RL 10: Classic Games

Classic games = games people have been playing for a while, like Chess, Go, Poker, etc.
Why study games?
- Most such games have simple rules, deeper concepts
- Reasonable IQ test for AI
- Have well built strategies by humans over thousands of years
- Some of them, like poker, have hidden states.

Optimality in Games

What is the optimal policy $π^{i}$ for the $i^{t h}$ player?
- If all other players fix their policies $π^{- i}$
- Best response $π_{*}^{i} (π^{- i})$ is optimal policy against all those other (fixed) policies
- In other words, we only need to do better than whoever else is playing.
Nash Equilibrium is a joint policy for all the players $π^{i} = π_{*}^{i} (π^{- i})$
- The best policy for each player - every policy is the optimal response to all the other players
- No rational player would choose to deviate from such a policy - else someone else’s policy will exploit their new policy and this player will be worse off.

Best response solution to single agent RL problem:
- All other players are part of the environment
- Game reduced to MDP
- Best response is optimal policy for this MDP
Nash equilibrium
- is a fixed point of self-play RL
Self Play
- I keep playing RL games against myself
- All agent policies keep improving by playing against each other.
- We keep iterating and improving policies until we converge to a point where all policies are best response/optimal policies against each other
- That fixed point is a Nash equilibrium

2 alternating players
A win/point for one player is a loss for another - the rewards are equal and opposite. $R_{1} + R_{2} = 0$

Perfect Information = fully observed
- Chess
- Go
- Backgammon
- …etc.
Imperfect Information = Partially observed, some hidden states
- Poker
- Scrabble

A value-function here is the expected total reward given joint policies for all players. $v_{π} (s) = E_{π} [G_{t} ∣ S_{t} = s]$
- In zero-sum two-player games, we just need to evaluate one policy and negate it to get the value for the second player.
A minimax value function maximized white’s expected return while minimizing black’s expected return. $v_{*} (s) = π^{1} max π^{2} min v_{π} (s)$
A minimax policy is a joint policy $π = ⟨ π^{1}, π^{2} ⟩$ that achieves the minimax values
- There is a unique minimax value function.
- A minimax policy is always a Nash equilibrium.
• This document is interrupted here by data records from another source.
//! Chart specifications handed to the rendering surface.
//!
//! Every type serializes to plain JSON with a fixed field order; there are
//! no maps, so equal inputs serialize to identical bytes.

use chrono::NaiveDate;
use serde::Serialize;

use crate::config::ColorScale;

/// One drawable series on a panel.
#[derive(Debug, Clone, PartialEq, Serialize)]
#[serde(tag = "kind", rename_all = "snake_case")]
pub enum Trace {
    /// Closed polygon filled with `fill_color`: upper bound left to right,
    /// then lower bound right to left.
    Band {
        name: String,
        x: Vec<NaiveDate>,
        y: Vec<f64>,
        fill_color: String,
    },
    /// Line through the points with one marker colour per point.
    Markers {
        name: String,
        x: Vec<NaiveDate>,
        y: Vec<f64>,
        line_color: String,
        marker_colors: Vec<String>,
        marker_size: f64,
    },
    Bar {
        name: String,
        x: Vec<NaiveDate>,
        y: Vec<Option<f64>>,
        color: String,
        opacity: f64,
    },
    Line {
        name: String,
        x: Vec<NaiveDate>,
        y: Vec<Option<f64>>,
        color: String,
    },
}

impl Trace {
    pub fn name(&self) -> &str {
        match self {
            Trace::Band { name, .. }
            | Trace::Markers { name, .. }
            | Trace::Bar { name, .. }
            | Trace::Line { name, .. } => name,
        }
    }

    /// Number of data points (polygon vertices for a band).
    pub fn len(&self) -> usize {
        match self {
            Trace::Band { x, .. }
            | Trace::Markers { x, .. }
            | Trace::Bar { x, .. }
            | Trace::Line { x, .. } => x.len(),
        }
    }

    pub fn is_empty(&self) -> bool {
        self.len() == 0
    }
}

/// Horizontal line drawn beneath the traces.
#[derive(Debug, Clone, PartialEq, Serialize)]
pub struct ReferenceLine {
    pub x0: NaiveDate,
    pub x1: NaiveDate,
    pub y: f64,
    pub opacity: f64,
}

#[derive(Debug, Clone, PartialEq, Serialize)]
pub struct Panel {
    pub title: String,
    /// 1-based grid position.
    pub row: usize,
    pub col: usize,
    pub x_range: [NaiveDate; 2],
    pub y_range: [f64; 2],
    pub x_tick_format: String,
    pub traces: Vec<Trace>,
    pub reference_lines: Vec<ReferenceLine>,
}

impl Panel {
    pub fn trace(&self, name: &str) -> Option<&Trace> {
        self.traces.iter().find(|t| t.name() == name)
    }
}

#[derive(Debug, Clone, PartialEq, Serialize)]
pub struct Layout {
    pub rows: usize,
    pub cols: usize,
    pub width: u32,
    pub height: u32,
    pub panel_width: u32,
    pub panel_height: u32,
}

impl Layout {
    pub(crate) fn grid(panels: usize, cols: usize, width: u32, row_height: u32) -> Self {
        let cols = cols.max(1);
        let rows = panels.div_ceil(cols);
        Self {
            rows,
            cols,
            width,
            height: row_height * rows as u32,
            panel_width: width / cols as u32,
            panel_height: row_height,
        }
    }

    /// 1-based (row, col) of the `i`th panel, filled row by row.
    pub(crate) fn position(&self, i: usize) -> (usize, usize) {
        (i / self.cols + 1, i % self.cols + 1)
    }
}

/// All areas' Rt on one grid.
#[derive(Debug, Clone, PartialEq, Serialize)]
pub struct GridChartSpec {
    pub layout: Layout,
    pub credible_interval: u8,
    pub color_scale: ColorScale,
    pub panels: Vec<Panel>,
}

/// One area's Rt next to its case and test panels.
#[derive(Debug, Clone, PartialEq, Serialize)]
pub struct DetailChartSpec {
    pub area: String,
    pub layout: Layout,
    pub credible_interval: u8,
    pub color_scale: ColorScale,
    pub panels: Vec<Panel>,
}

impl DetailChartSpec {
    pub fn panel(&self, title: &str) -> Option<&Panel> {
        self.panels.iter().find(|p| p.title == title)
    }
}

#[cfg(test)]
mod tests {
    use super::*;

    #[test]
    fn test_grid_rows_round_up() {
        let layout = Layout::grid(9, 4, 1000, 267);
        assert_eq!(layout.rows, 3);
        assert_eq!(layout.cols, 4);
        assert_eq!(layout.height, 801);
        assert_eq!(layout.panel_width, 250);
    }

    #[test]
    fn test_positions_fill_rows_first() {
        let layout = Layout::grid(6, 4, 1000, 267);
        assert_eq!(layout.position(0), (1, 1));
        assert_eq!(layout.position(3), (1, 4));
        assert_eq!(layout.position(4), (2, 1));
    }

    #[test]
    fn test_trace_serializes_with_kind_tag() {
        let day = NaiveDate::from_ymd_opt(2020, 3, 16).unwrap();
        let trace = Trace::Line {
            name: "Moving Average".into(),
            x: vec![day],
            y: vec![None],
            color: "royalblue".into(),
        };
        assert_eq!(
            serde_json::to_string(&trace).unwrap(),
            r#"{"kind":"line","name":"Moving Average","x":["2020-03-16"],"y":[null],"color":"royalblue"}"#
        );
    }
}
//! Chart-ready data assembly.
//!
//! [`ChartAssembler`] turns a [`DashboardSnapshot`] into panel and trace
//! descriptions for the rendering surface: a grid of Rt panels across
//! areas, or a single area's Rt beside its case and test panels.

mod color;
mod detail;
mod overview;
mod rt;
mod types;
mod utility;

pub use color::{value_color, value_rgb};
pub use types::{DetailChartSpec, GridChartSpec, Layout, Panel, ReferenceLine, Trace};

use crate::config::DashboardConfig;
use crate::error::{Error, Result};
use crate::store::{AreaResult, DashboardSnapshot};

#[derive(Debug, Clone, Default)]
pub struct ChartAssembler {
    config: DashboardConfig,
}

impl ChartAssembler {
    pub fn new(config: DashboardConfig) -> Self {
        Self { config }
    }

    pub fn config(&self) -> &DashboardConfig {
        &self.config
    }

    /// Grid of Rt panels, one per area in `areas` order.
    ///
    /// # Errors
    ///
    /// `InvalidArea` for an area missing from the snapshot, `EmptySeries`
    /// for an area with no rows or an empty `areas`.
    pub fn build_overview<S: AsRef<str>>(
        &self,
        snapshot: &DashboardSnapshot,
        areas: &[S],
    ) -> Result<GridChartSpec> {
        overview::build(snapshot, areas, &self.config)
    }

    /// Rt, case and test panels for one area.
    ///
    /// # Errors
    ///
    /// `InvalidArea` or `EmptySeries`, as for [`Self::build_overview`].
    pub fn build_detail(&self, snapshot: &DashboardSnapshot, area: &str) -> Result<DetailChartSpec> {
        detail::build(snapshot, area, &self.config)
    }
}

/// An area's result table, provided it can anchor an X axis.
fn plotted_result<'a>(snapshot: &'a DashboardSnapshot, area: &str) -> Result<&'a AreaResult> {
    let result = snapshot.get(area).map_err(|e| match e {
        Error::NotFound(area) => Error::InvalidArea(area),
        other => other,
    })?;
    if result.is_empty() {
        return Err(Error::EmptySeries(area.to_string()));
    }
    Ok(result)
}
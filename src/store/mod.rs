//! Process-wide, read-only dashboard state.
//!
//! [`load`] fetches and validates the result snapshot (and optionally the
//! case table) once at startup. [`AreaResultStore`] owns the loaded
//! [`DashboardSnapshot`] and hands out shared references; a refresh swaps the
//! whole snapshot so readers never see a partial update.

mod cases;
mod snapshot;

pub use cases::CaseTable;
pub use snapshot::{AreaResult, DashboardSnapshot, ResultRow, SCHEMA_VERSION, SUPPORTED_INTERVALS};

use std::sync::{Arc, PoisonError, RwLock};
use tracing::{info, warn};

use crate::error::Result;
use crate::metro::MetroComposition;
use crate::source::{ArtifactSource, read_artifact};

/// Where the snapshot artifacts come from.
pub struct SnapshotSources<'a> {
    pub results: &'a dyn ArtifactSource,
    pub cases: Option<&'a dyn ArtifactSource>,
    /// Year for case table headers without one.
    pub case_year: i32,
}

/// Fetches and validates a complete snapshot.
///
/// Case series are attached to every snapshot area the case table can
/// supply, directly or by summing the area's counties.
///
/// # Errors
///
/// `SourceUnavailable` or `Schema`; both are fatal at startup.
#[tracing::instrument(skip_all, fields(results = %sources.results.location()))]
pub async fn load(sources: &SnapshotSources<'_>, metros: &MetroComposition) -> Result<DashboardSnapshot> {
    let bytes = read_artifact(sources.results).await?;
    let mut snapshot = DashboardSnapshot::from_json(sources.results.location(), &bytes)?;

    if let Some(cases) = sources.cases {
        let bytes = read_artifact(cases).await?;
        let table = CaseTable::from_csv(cases.location(), &bytes, sources.case_year)?;
        for area in snapshot.areas() {
            match table.area_series(&area, metros) {
                Some(series) => snapshot = snapshot.with_cases(&area, series),
                None => warn!(area = %area, "No case series for area"),
            }
        }
    }

    info!(
        areas = snapshot.areas().len(),
        interval = snapshot.credible_interval,
        updated = %snapshot.timestamp,
        "Snapshot loaded"
    );
    Ok(snapshot)
}

/// Owner of the current snapshot.
#[derive(Debug)]
pub struct AreaResultStore {
    current: RwLock<Arc<DashboardSnapshot>>,
}

impl AreaResultStore {
    pub fn new(snapshot: DashboardSnapshot) -> Self {
        Self {
            current: RwLock::new(Arc::new(snapshot)),
        }
    }

    /// The current snapshot. Holders keep a consistent view across a reload.
    pub fn snapshot(&self) -> Arc<DashboardSnapshot> {
        self.current
            .read()
            .unwrap_or_else(PoisonError::into_inner)
            .clone()
    }

    /// # Errors
    ///
    /// `NotFound` when the area is absent.
    pub fn get(&self, area: &str) -> Result<Arc<AreaResult>> {
        self.snapshot().get_shared(area)
    }

    pub fn areas(&self) -> Vec<String> {
        self.snapshot().areas()
    }

    /// Replaces the snapshot, returning the previous one.
    pub fn replace(&self, snapshot: DashboardSnapshot) -> Arc<DashboardSnapshot> {
        let mut guard = self.current.write().unwrap_or_else(PoisonError::into_inner);
        std::mem::replace(&mut *guard, Arc::new(snapshot))
    }

    /// Loads a fresh snapshot and swaps it in. On failure the current
    /// snapshot stays in place.
    pub async fn reload(&self, sources: &SnapshotSources<'_>, metros: &MetroComposition) -> Result<()> {
        let snapshot = load(sources, metros).await?;
        self.replace(snapshot);
        Ok(())
    }
}
use super::client::HttpClient;
use async_trait::async_trait;
use std::time::Duration;

/// Plain `reqwest` client with the timeouts used for artifact downloads.
pub struct BasicClient(reqwest::Client);

impl BasicClient {
    pub fn new() -> reqwest::Result<Self> {
        let client = reqwest::Client::builder()
            .timeout(Duration::from_secs(30))
            .connect_timeout(Duration::from_secs(10))
            .build()?;
        Ok(Self(client))
    }
}

#[async_trait]
impl HttpClient for BasicClient {
    async fn execute(&self, req: reqwest::Request) -> reqwest::Result<reqwest::Response> {
        self.0.execute(req).await
    }
}
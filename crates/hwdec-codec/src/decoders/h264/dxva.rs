//! DXVA H.264 硬件解码器.
//!
//! 每个访问单元的处理顺序:
//! 1. 预解析, 把解析器状态翻译成图像参数
//! 2. 分配表面, begin_frame
//! 3. 提交图像参数并 execute
//! 4. 提交码流, 切片控制, 缩放矩阵并 execute, end_frame
//! 5. 更新 DPB 与参考帧列表, 选出下一幅显示的图像

use std::sync::Arc;

use bytemuck::Zeroable;
use log::{debug, error, warn};

use hwdec_core::timestamp::{display, normalize_stop};
use hwdec_core::{AccelError, AccelResult, HwDecError, HwDecResult};

use super::DxvaOptions;
use super::accelerator::{
    BufferType, ExecBuffers, LOCK_QUERY_FLAGS, PICTURE_DECODING_FUNCTION, PROBE_QUERY_FLAGS,
    VideoAccelerator, query_or_reply_function,
};
use super::reorder::OutputReorder;
use super::scaling::{GpuVendor, HardwareEnv, ScanOrder, build_scaling_matrix};
use super::sequencer::begin_frame;
use super::slice_builder::{self, SliceBuildError, SliceLayout};
use super::structs::{DxvaConfigPictureDecode, DxvaPicParamsH264, DxvaQmatrixH264, PicEntry};
use super::surface_pool::{PictureSubmission, SurfacePool};
use super::translate::{
    FrameInfo, build_frame_params, fill_slice_long, init_pic_params, set_current_pic,
    update_ref_frame_list,
};
use crate::access_unit::AccessUnit;
use crate::decoder::{DecodeOutcome, DecodeStatus, Decoder, SkipReason};
use crate::frame::{DisplayPicture, SampleHandle, TypeSpecificFlags};
use crate::parsers::h264::BitstreamParser;

/// 表面池耗尽告警的间隔
const EXHAUSTED_WARN_INTERVAL: u64 = 100;

/// 原始码流模式下使用短格式切片控制
const BITSTREAM_RAW_SHORT: u8 = 2;

/// 切片控制记录格式
#[derive(Debug, Clone, Copy, PartialEq, Eq)]
pub enum SliceForm {
    /// 只含码流位置
    Short,
    /// 含切片头字段与参考列表
    Long,
}

/// DXVA H.264 硬件解码器
pub struct DxvaH264Decoder {
    accel: Box<dyn VideoAccelerator>,
    parser: Box<dyn BitstreamParser>,
    options: DxvaOptions,
    vendor: GpuVendor,
    scan_order: ScanOrder,
    slice_form: SliceForm,
    pic_params: Box<DxvaPicParamsH264>,
    pool: SurfacePool,
    reorder: OutputReorder,
    exec: ExecBuffers,
    exhausted_count: u64,
}

impl DxvaH264Decoder {
    /// 完成加速器配置握手并创建解码器
    pub fn open(
        mut accel: Box<dyn VideoAccelerator>,
        parser: Box<dyn BitstreamParser>,
        options: DxvaOptions,
    ) -> HwDecResult<Self> {
        if options.surface_count == 0 || options.surface_count > usize::from(PicEntry::NO_INDEX) {
            return Err(HwDecError::InvalidArgument(format!(
                "H.264: 表面数量必须在 1..={} 之间, 实际 {}",
                PicEntry::NO_INDEX,
                options.surface_count
            )));
        }
        if options.max_slices == 0 {
            return Err(HwDecError::InvalidArgument(
                "H.264: 切片容量不能为 0".into(),
            ));
        }

        let config = negotiate_config(accel.as_mut()).map_err(|e| {
            error!("H.264: 加速器配置握手失败, {e}");
            HwDecError::Accelerator(e)
        })?;
        let bitstream_raw = config.b_config_bitstream_raw;
        let slice_form = if bitstream_raw != BITSTREAM_RAW_SHORT {
            SliceForm::Long
        } else {
            SliceForm::Short
        };

        let vendor = options.vendor.unwrap_or(HardwareEnv::current().vendor);
        let scan_order = vendor.scan_order();
        debug!(
            "H.264: DXVA 解码器已打开, surfaces={}, vendor={vendor:?}, bitstream_raw={bitstream_raw}, slice_form={slice_form:?}",
            options.surface_count
        );

        Ok(Self {
            accel,
            parser,
            vendor,
            scan_order,
            slice_form,
            pic_params: init_pic_params(vendor),
            pool: SurfacePool::new(options.surface_count),
            reorder: OutputReorder::new(options.average_frame_duration),
            exec: ExecBuffers::new(),
            exhausted_count: 0,
            options,
        })
    }

    /// 切片控制记录格式
    pub fn slice_form(&self) -> SliceForm {
        self.slice_form
    }

    /// 当前的图像参数 (含上一次重建的参考帧列表)
    pub fn pic_params(&self) -> &DxvaPicParamsH264 {
        &self.pic_params
    }

    /// 表面池
    pub fn pool(&self) -> &SurfacePool {
        &self.pool
    }

    /// 解码器选项
    pub fn options(&self) -> &DxvaOptions {
        &self.options
    }

    /// 清空所有解码状态, 之后要求 IDR
    fn reset(&mut self) {
        self.pool.flush();
        self.reorder.flush();
        let feedback = self.pic_params.status_report_feedback_number;
        self.pic_params = init_pic_params(self.vendor);
        self.pic_params.status_report_feedback_number = feedback;
        self.exec.release_all(self.accel.as_mut());
        self.parser.flush();
    }

    fn fatal(&mut self, stage: &str, err: AccelError) -> HwDecError {
        error!("H.264: {stage} 失败, {err}");
        self.exec.release_all(self.accel.as_mut());
        HwDecError::Accelerator(err)
    }

    /// 提交图像参数, 码流, 切片控制和缩放矩阵
    ///
    /// 外层 Err 为加速器错误; 内层 Err 表示码流无法装入, 访问单元被跳过.
    fn submit_buffers(
        &mut self,
        data: &[u8],
        length_size: usize,
        info: &FrameInfo,
        qmatrix: &DxvaQmatrixH264,
    ) -> AccelResult<Result<SliceLayout, SliceBuildError>> {
        let policy = self.options.retry;
        let accel = self.accel.as_mut();

        let feedback = self.pic_params.status_report_feedback_number;
        self.pic_params.status_report_feedback_number = feedback.wrapping_add(1);
        self.exec.alloc(
            accel,
            &policy,
            BufferType::PictureParameters,
            0,
            Some(bytemuck::bytes_of(self.pic_params.as_ref())),
        )?;
        self.exec.execute(accel, &policy)?;

        self.exec
            .alloc(accel, &policy, BufferType::BitStreamData, 0, None)?;
        let built = {
            let dest = accel.buffer_mut(BufferType::BitStreamData.dxva1_type_index(), 0)?;
            slice_builder::build(data, length_size, dest, self.options.max_slices)
        };
        let mut layout = match built {
            Ok(layout) => layout,
            Err(e) => {
                self.exec.release_all(accel);
                return Ok(Err(e));
            }
        };
        self.exec.revise_last_data_size(layout.padded_len as u32);
        layout.finish_last_slice(info.mb_count);

        let slice_control: Vec<u8> = match self.slice_form {
            SliceForm::Short => bytemuck::cast_slice(&layout.short_records()).to_vec(),
            SliceForm::Long => {
                let mut records = layout.long_records();
                let picture = self.parser.picture();
                for (i, record) in records.iter_mut().enumerate() {
                    fill_slice_long(record, &self.pic_params, picture, self.parser.slice(i));
                }
                bytemuck::cast_slice(&records).to_vec()
            }
        };
        self.exec.alloc(
            accel,
            &policy,
            BufferType::SliceControl,
            0,
            Some(&slice_control),
        )?;
        self.exec.alloc(
            accel,
            &policy,
            BufferType::InverseQuantizationMatrix,
            0,
            Some(bytemuck::bytes_of(qmatrix)),
        )?;
        self.exec.execute(accel, &policy)?;
        Ok(Ok(layout))
    }

    /// 选出下一幅图像, 盖戳并提交显示
    fn display_next(&mut self, sample: &SampleHandle) -> Option<DisplayPicture> {
        let selection = self.reorder.select(&mut self.pool)?;
        let slot = self.pool.slot(selection.surface)?;
        let mut picture = DisplayPicture {
            surface_index: slot.surface_index,
            start: selection.start,
            stop: selection.stop,
            first_field_type: slot.first_field_type,
            slice_kind: slot.slice_kind,
            presented: false,
        };

        if picture.start >= 0 {
            sample.set_time(picture.start, picture.stop);
            sample.set_type_specific_flags(TypeSpecificFlags::revise(
                sample.type_specific_flags(),
                picture.first_field_type,
                picture.slice_kind,
            ));
            if let Err(e) = self.accel.display_frame(picture.surface_index, sample) {
                warn!(
                    "H.264: 显示表面 {} 失败, {e}",
                    picture.surface_index
                );
            }
            picture.presented = true;
        }
        self.pool.mark_displayed(selection.surface);
        debug!(
            "H.264: 输出表面 {}, {} ~ {}, {}",
            picture.surface_index,
            display(picture.start),
            display(picture.stop),
            picture.slice_kind
        );
        Some(picture)
    }
}

/// 加速器配置握手: 先探测, 再锁定
fn negotiate_config(accel: &mut dyn VideoAccelerator) -> AccelResult<DxvaConfigPictureDecode> {
    let requested = DxvaConfigPictureDecode::requested();
    let mut reply = DxvaConfigPictureDecode::zeroed();
    accel.execute(
        query_or_reply_function(PROBE_QUERY_FLAGS, PICTURE_DECODING_FUNCTION),
        bytemuck::bytes_of(&requested),
        bytemuck::bytes_of_mut(&mut reply),
        &[],
    )?;

    let probed = reply;
    accel.execute(
        query_or_reply_function(LOCK_QUERY_FLAGS, PICTURE_DECODING_FUNCTION),
        bytemuck::bytes_of(&probed),
        bytemuck::bytes_of_mut(&mut reply),
        &[],
    )?;
    Ok(reply)
}

impl Decoder for DxvaH264Decoder {
    fn name(&self) -> &str {
        "h264_dxva"
    }

    fn decode(&mut self, unit: &AccessUnit, sample: &SampleHandle) -> HwDecResult<DecodeOutcome> {
        let size = unit.size();
        if unit.discontinuity {
            debug!("H.264: 不连续点, 清空解码状态");
            self.reset();
        }
        let length_size = if unit.length_size != 0 {
            unit.length_size
        } else {
            self.options.nal_length_size
        };

        let report = self
            .parser
            .parse_access_unit(&unit.data, unit.start, unit.stop);

        let info = match build_frame_params(&mut self.pic_params, self.parser.as_ref()) {
            Ok(info) => info,
            Err(e) => {
                debug!("H.264: 等待参数集, {e}");
                return Ok(DecodeOutcome::status(DecodeStatus::NotReady, size));
            }
        };
        let Some(pps) = self.parser.picture_params() else {
            return Ok(DecodeOutcome::status(DecodeStatus::NotReady, size));
        };
        let qmatrix = build_scaling_matrix(pps, self.scan_order);

        if self.pool.is_flushed() && !slice_builder::contains_idr(&unit.data, length_size) {
            debug!("H.264: 刷新后等待 IDR, 丢弃 {size} 字节");
            return Ok(DecodeOutcome::status(DecodeStatus::RejectUntilIdr, size));
        }

        let slice_count = slice_builder::count_slices(&unit.data, length_size);
        if slice_count == 0 {
            debug!("H.264: 访问单元中没有切片");
            return Ok(DecodeOutcome::status(
                DecodeStatus::Skipped(SkipReason::NoSlices),
                size,
            ));
        }
        if slice_count > self.options.max_slices {
            warn!(
                "H.264: 切片数 {slice_count} 超过容量 {}, 跳过访问单元",
                self.options.max_slices
            );
            return Ok(DecodeOutcome::status(
                DecodeStatus::Skipped(SkipReason::TooManySlices),
                size,
            ));
        }

        let acquired = match self.pool.acquire() {
            Ok(acquired) => acquired,
            Err(e) => {
                self.exhausted_count += 1;
                if self.exhausted_count % EXHAUSTED_WARN_INTERVAL == 1 {
                    warn!("{e}, 复位解码器 (累计 {} 次)", self.exhausted_count);
                }
                self.reset();
                return Ok(DecodeOutcome::status(DecodeStatus::HardwareExhausted, size));
            }
        };
        let surface = acquired.surface as u8;
        set_current_pic(&mut self.pic_params, surface, self.parser.as_mut());

        if let Err(e) = begin_frame(self.accel.as_mut(), &self.options.retry, surface) {
            return Err(self.fatal("begin_frame", e));
        }

        let submitted = match self.submit_buffers(&unit.data, length_size, &info, &qmatrix) {
            Ok(submitted) => submitted,
            Err(e) => return Err(self.fatal("提交缓冲区", e)),
        };
        if let Err(e) = self.accel.end_frame(surface) {
            return Err(self.fatal("end_frame", e));
        }
        let layout = match submitted {
            Ok(layout) => layout,
            Err(e) => {
                warn!("H.264: {e}, 跳过访问单元");
                let reason = match e {
                    SliceBuildError::NoSlices => SkipReason::NoSlices,
                    SliceBuildError::TooManySlices { .. } => SkipReason::TooManySlices,
                    SliceBuildError::BufferTooSmall { .. } => SkipReason::BitstreamOverflow,
                };
                return Ok(DecodeOutcome::status(DecodeStatus::Skipped(reason), size));
            }
        };

        let start = unit.start;
        let stop = normalize_stop(start, unit.stop, self.options.average_frame_duration);
        let complete = self.pool.commit(
            acquired.surface,
            PictureSubmission {
                is_reference: info.is_reference,
                start,
                stop,
                is_field: info.is_field,
                field_type: info.field_type,
                slice_kind: info.slice_kind,
                output_order_key: report.current_key,
                sample: Some(Arc::clone(sample)),
            },
        );
        debug!(
            "H.264: 表面 {surface} 已提交, {} 切片, {} 字节, {}{}, start={}",
            layout.len(),
            layout.padded_len,
            info.slice_kind,
            if acquired.second_field { " (次场)" } else { "" },
            display(start)
        );

        update_ref_frame_list(&mut self.pic_params, self.parser.as_ref());
        let parser = self.parser.as_ref();
        self.pool
            .retire_unused_references(|s| parser.is_reference_in_use(s));

        self.reorder.apply_report(&report);
        let picture = if complete {
            self.display_next(sample)
        } else {
            None
        };
        self.pool.clear_flushed();
        Ok(DecodeOutcome::with_picture(size, picture))
    }

    fn flush(&mut self) {
        debug!("H.264: 刷新 DXVA 解码器");
        self.reset();
    }
}
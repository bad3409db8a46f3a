//! 统一错误类型定义.
//!
//! 解析/翻译阶段的问题在解码器内部吸收, 仅以每个访问单元的状态上报;
//! 这里的错误类型只承载真正需要向调用方传播的情况.

use thiserror::Error;

/// 加速器调用返回的失败状态
#[derive(Debug, Clone, Copy, PartialEq, Eq, Error)]
pub enum AccelError {
    /// 硬件队列忙 (E_PENDING), 可以稍后重试
    #[error("加速器忙, 请求仍在排队")]
    Pending,

    /// 硬件返回的硬错误码, 加速器状态未知
    #[error("加速器调用失败: hr=0x{0:08X}")]
    Failed(u32),
}

impl AccelError {
    /// 是否为可重试的忙状态
    pub fn is_pending(&self) -> bool {
        matches!(self, Self::Pending)
    }
}

/// 加速器调用结果
pub type AccelResult<T> = Result<T, AccelError>;

/// hwdec 统一错误类型
#[derive(Debug, Error)]
pub enum HwDecError {
    /// 无效参数
    #[error("无效参数: {0}")]
    InvalidArgument(String),

    /// 无效数据 (损坏的码流等)
    #[error("无效数据: {0}")]
    InvalidData(String),

    /// 不支持的操作
    #[error("不支持的操作: {0}")]
    Unsupported(String),

    /// 已到达数据末尾
    #[error("已到达数据末尾")]
    Eof,

    /// 加速器硬错误, 或忙等待重试耗尽
    #[error("加速器错误: {0}")]
    Accelerator(#[from] AccelError),

    /// 软件解码后端错误
    #[error("软件解码失败: {0}")]
    Software(String),

    /// I/O 错误
    #[error("I/O 错误: {0}")]
    Io(#[from] std::io::Error),
}

/// hwdec 统一 Result 类型
pub type HwDecResult<T> = Result<T, HwDecError>;
//! # hwdec
//!
//! H.264 DXVA 硬件加速解码管线.
//!
//! 管线把上游码流解析器的状态翻译成 DXVA 缓冲区, 交给视频加速器解码,
//! 再按显示顺序输出解码表面:
//! - **NAL 切分**: Annex B 起始码与长度前缀两种格式
//! - **参数翻译**: SPS/PPS/切片头 → DXVA_PicParams_H264 / 缩放表 / 切片控制
//! - **表面池**: 解码表面的分配, 回收与场对合并
//! - **输出重排**: 按解析器给出的输出顺序选择图像并补齐时间戳
//!
//! # 快速开始
//!
//! ```rust,no_run
//! use hwdec::config::HwDecConfig;
//!
//! let config = HwDecConfig::default();
//! let options = config.decoder.to_options();
//! println!("表面数: {}", options.surface_count);
//! ```
//!
//! # Crate 结构
//!
//! | Crate | 功能 |
//! |-------|------|
//! | `hwdec-core` | 错误类型, 时间戳, 位读取器 |
//! | `hwdec-codec` | NAL 读取, DXVA H.264 解码管线 |

/// 核心类型与工具
pub use hwdec_core as core;

/// H.264 解码管线
pub use hwdec_codec as codec;

pub mod config;
pub mod logging;

/// 获取 hwdec 版本号
pub fn version() -> &'static str {
    env!("CARGO_PKG_VERSION")
}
Build a tree for all possibilities till the roots where the rewards are, then choose nodes according to whether the player at that turn is maximizing or minimizing the reward at that time (zero sum game, negative rewards are good for one player), propagate the chosen rewards back up till you have the optimal play policy.
Problem: Search tree grows exponentially, impractical for any realistic game of interest
Solution: Build a value function approximator (aka heuristic) and approximate minimax values, then run minimax search to a fixed depth, do the approximation, then back those values up to root.